Le temps, la mort, les patries différentes, les opinions et les philosophies opposées nous ont séparés depuis. Mais je vivrais un siècle, que je n’oublierais jamais les journées dignes des entretiens de Boccace à la campagne, pendant la peste à Florence, que nous passions pendant tout un été dans la maison de Bissy, chez le colonel de Maistre, ou dans le petit castel de Servolex, chez mon ami Louis de Vignet.

Le salon était en plein champ. Tantôt un bois de jeunes sapins sur les dernières croupes vertes du mont du Chat, d’où l’on domine la vallée vraiment acadienne de Chambéry et son lac à gauche. Tantôt une allée de hautes charmilles du fond du jardin de Servolex, allée élevée en terrasse sur un vallon noyé de feuillages et de hautes vignes entrelacées aux noyers. Le soleil arpentait silencieusement le pan du ciel de lapis entre le mont du Chat et les premières Alpes de Nivoley. L’ombre se rétrécissait ou s’élargissait aux pieds des arbres. Le comte de Maistre, tête de Platon gaulois, dessinait en rêvant des figures sur le sable, du bout de son bâton cueilli sur le Caucase. Il racontait ses longs exils et ses fortunes diverses à ses frères attentifs et respectueux devant lui. L’aînée de ses filles, pensive, silencieuse et recueillie, jouait non loin de là sur le piano des airs mélancoliques de la Scythie.
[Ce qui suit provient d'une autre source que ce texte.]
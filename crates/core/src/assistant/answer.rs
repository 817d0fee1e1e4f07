//! Typed answers and their plain-text rendering.

use std::fmt::Write as _;

use rust_decimal::Decimal;
use serde::Serialize;

use super::directory::{
    MemberSummary, PaymentRecord, SearchHit, StatisticsReport, StokvelDetail, StokvelSummary,
    UserStokvel,
};
use crate::withdrawal::WithdrawalQuote;

/// The result of an [`AssistantQuery`](super::AssistantQuery).
#[derive(Debug, Clone, PartialEq, Eq, Serialize)]
#[serde(tag = "kind", content = "data", rename_all = "snake_case")]
pub enum AssistantAnswer {
    /// `list_stokvels`.
    Stokvels(Vec<StokvelSummary>),
    /// `get_stokvel`; `None` when the ID is unknown.
    Stokvel(Option<StokvelDetail>),
    /// `stokvel_members`.
    Members(Vec<MemberSummary>),
    /// `user_stokvels`.
    Memberships(Vec<UserStokvel>),
    /// `payment_history`.
    Payments(Vec<PaymentRecord>),
    /// `stokvel_statistics`; `None` when the ID is unknown.
    Statistics(Option<StatisticsReport>),
    /// `simulate_emergency_withdrawal` succeeded.
    WithdrawalSimulation(WithdrawalQuote),
    /// `simulate_emergency_withdrawal` was refused.
    WithdrawalUnavailable {
        /// Human-readable reason.
        reason: String,
        /// Machine error code.
        code: String,
        /// Fund value when liquidity was the problem.
        available_amount: Option<i64>,
    },
    /// `search_stokvels`.
    SearchResults(Vec<SearchHit>),
}

impl AssistantAnswer {
    /// Renders a short sentence using only the figures in the answer.
    #[must_use]
    pub fn describe(&self) -> String {
        match self {
            Self::Stokvels(list) if list.is_empty() => "There are no stokvels yet.".to_string(),
            Self::Stokvels(list) => format!(
                "There are {} stokvels: {}.",
                list.len(),
                join(list.iter().map(|s| s.name.as_str()))
            ),
            Self::Stokvel(None) | Self::Statistics(None) => {
                "No stokvel was found with that ID.".to_string()
            }
            Self::Stokvel(Some(detail)) => format!(
                "{} is saving for {} with {} of {} members enrolled, a net value of {} and {} payments recorded.",
                detail.stokvel.name,
                detail.stokvel.goal,
                detail.current_enrollments,
                detail.stokvel.number_people,
                detail.stokvel.net_value,
                detail.total_payments_made
            ),
            Self::Members(members) if members.is_empty() => {
                "Nobody is enrolled in that stokvel.".to_string()
            }
            Self::Members(members) => format!(
                "{} members are enrolled: {}.",
                members.len(),
                join(members.iter().map(|m| m.name.as_str()))
            ),
            Self::Memberships(list) if list.is_empty() => {
                "That member is not enrolled in any stokvel.".to_string()
            }
            Self::Memberships(list) => format!(
                "Enrolled in {} stokvels: {}.",
                list.len(),
                join(list.iter().map(|s| s.stokvel_name.as_str()))
            ),
            Self::Payments(payments) => describe_payments(payments),
            Self::Statistics(Some(report)) => {
                let stats = &report.statistics;
                format!(
                    "{} has {} members ({} admins), {} payments totalling {} with an average of {}, and a net value of {}.",
                    report.stokvel_name,
                    stats.member_count,
                    stats.admin_count,
                    stats.payment_count,
                    stats.total_payments,
                    stats.average_payment,
                    stats.net_value
                )
            }
            Self::WithdrawalSimulation(quote) => format!(
                "Your contributions total {}. An emergency withdrawal carries a {}% penalty of {}, so you would receive {}. This is a simulation; nothing has been withdrawn.",
                quote.total_contributions,
                percent(quote.penalty_rate),
                quote.penalty_amount,
                quote.withdrawal_amount
            ),
            Self::WithdrawalUnavailable { reason, .. } => {
                format!("An emergency withdrawal is not possible: {reason}.")
            }
            Self::SearchResults(hits) if hits.is_empty() => {
                "No stokvels match that name.".to_string()
            }
            Self::SearchResults(hits) => format!(
                "Found {} matching stokvels: {}.",
                hits.len(),
                join(hits.iter().map(|h| h.name.as_str()))
            ),
        }
    }
}

fn describe_payments(payments: &[PaymentRecord]) -> String {
    if payments.is_empty() {
        return "No payments were found.".to_string();
    }

    let current = payments.iter().filter(|p| p.status.is_current()).count();
    let mut text = format!(
        "Showing {} payments, {} of them made this month.",
        payments.len(),
        current
    );
    if let Some(latest) = payments.first() {
        let _ = write!(
            text,
            " The latest is {} from {} to {} on {}.",
            latest.amount,
            latest.user_name,
            latest.stokvel_name,
            latest.paid_at.date_naive()
        );
    }
    text
}

fn percent(rate: Decimal) -> Decimal {
    (rate * Decimal::ONE_HUNDRED).normalize()
}

fn join<'a>(names: impl Iterator<Item = &'a str>) -> String {
    names.collect::<Vec<_>>().join(", ")
}

#[cfg(test)]
mod tests {
    use super::*;
    use rust_decimal_macros::dec;
    use stokvel_shared::types::{EnrollmentId, StokvelId, UserId};

    #[test]
    fn test_simulation_text_uses_quote_figures() {
        let answer = AssistantAnswer::WithdrawalSimulation(WithdrawalQuote {
            user_id: UserId::new(),
            stokvel_id: StokvelId::new(),
            enrollment_id: EnrollmentId::new(),
            total_contributions: dec!(1550),
            penalty_rate: dec!(0.10),
            penalty_amount: dec!(155.0),
            withdrawal_amount: dec!(1395.0),
            current_fund_value: 5000,
        });

        let text = answer.describe();
        assert!(text.contains("1550"));
        assert!(text.contains("10%"));
        assert!(text.contains("155.0"));
        assert!(text.contains("1395.0"));
        assert!(text.contains("simulation"));
    }

    #[test]
    fn test_unavailable_text_states_balance_once() {
        let answer = AssistantAnswer::WithdrawalUnavailable {
            reason: "insufficient funds in stokvel: 500 available".to_string(),
            code: "INSUFFICIENT_FUND_LIQUIDITY".to_string(),
            available_amount: Some(500),
        };
        let text = answer.describe();
        assert_eq!(
            text,
            "An emergency withdrawal is not possible: insufficient funds in stokvel: 500 available."
        );
        assert_eq!(text.matches("500").count(), 1);
    }

    #[test]
    fn test_empty_answers() {
        assert_eq!(
            AssistantAnswer::Stokvels(vec![]).describe(),
            "There are no stokvels yet."
        );
        assert_eq!(
            AssistantAnswer::Stokvel(None).describe(),
            "No stokvel was found with that ID."
        );
        assert_eq!(
            AssistantAnswer::Payments(vec![]).describe(),
            "No payments were found."
        );
    }

    #[test]
    fn test_serialized_shape() {
        let answer = AssistantAnswer::WithdrawalUnavailable {
            reason: "no contributions found for this member in this stokvel".to_string(),
            code: "NO_CONTRIBUTIONS".to_string(),
            available_amount: None,
        };
        let value = serde_json::to_value(&answer).unwrap();
        assert_eq!(value["kind"], "withdrawal_unavailable");
        assert_eq!(value["data"]["code"], "NO_CONTRIBUTIONS");
    }
}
Les fenêtres du salon ouvertes laissaient arriver les notes interrompues parle vent jusqu’à nous. Le chanoine de Maistre, figure socratique adoucie et sanctifiée par le génie chrétien, lisait son bréviaire dans une allée écartée du jardin. Il jetait de temps en temps involontairement vers nous un regard de distraction et de regret. On voyait qu’il était pressé de finir le psaume pour venir se mêler à l’entretien qui courait sans lui.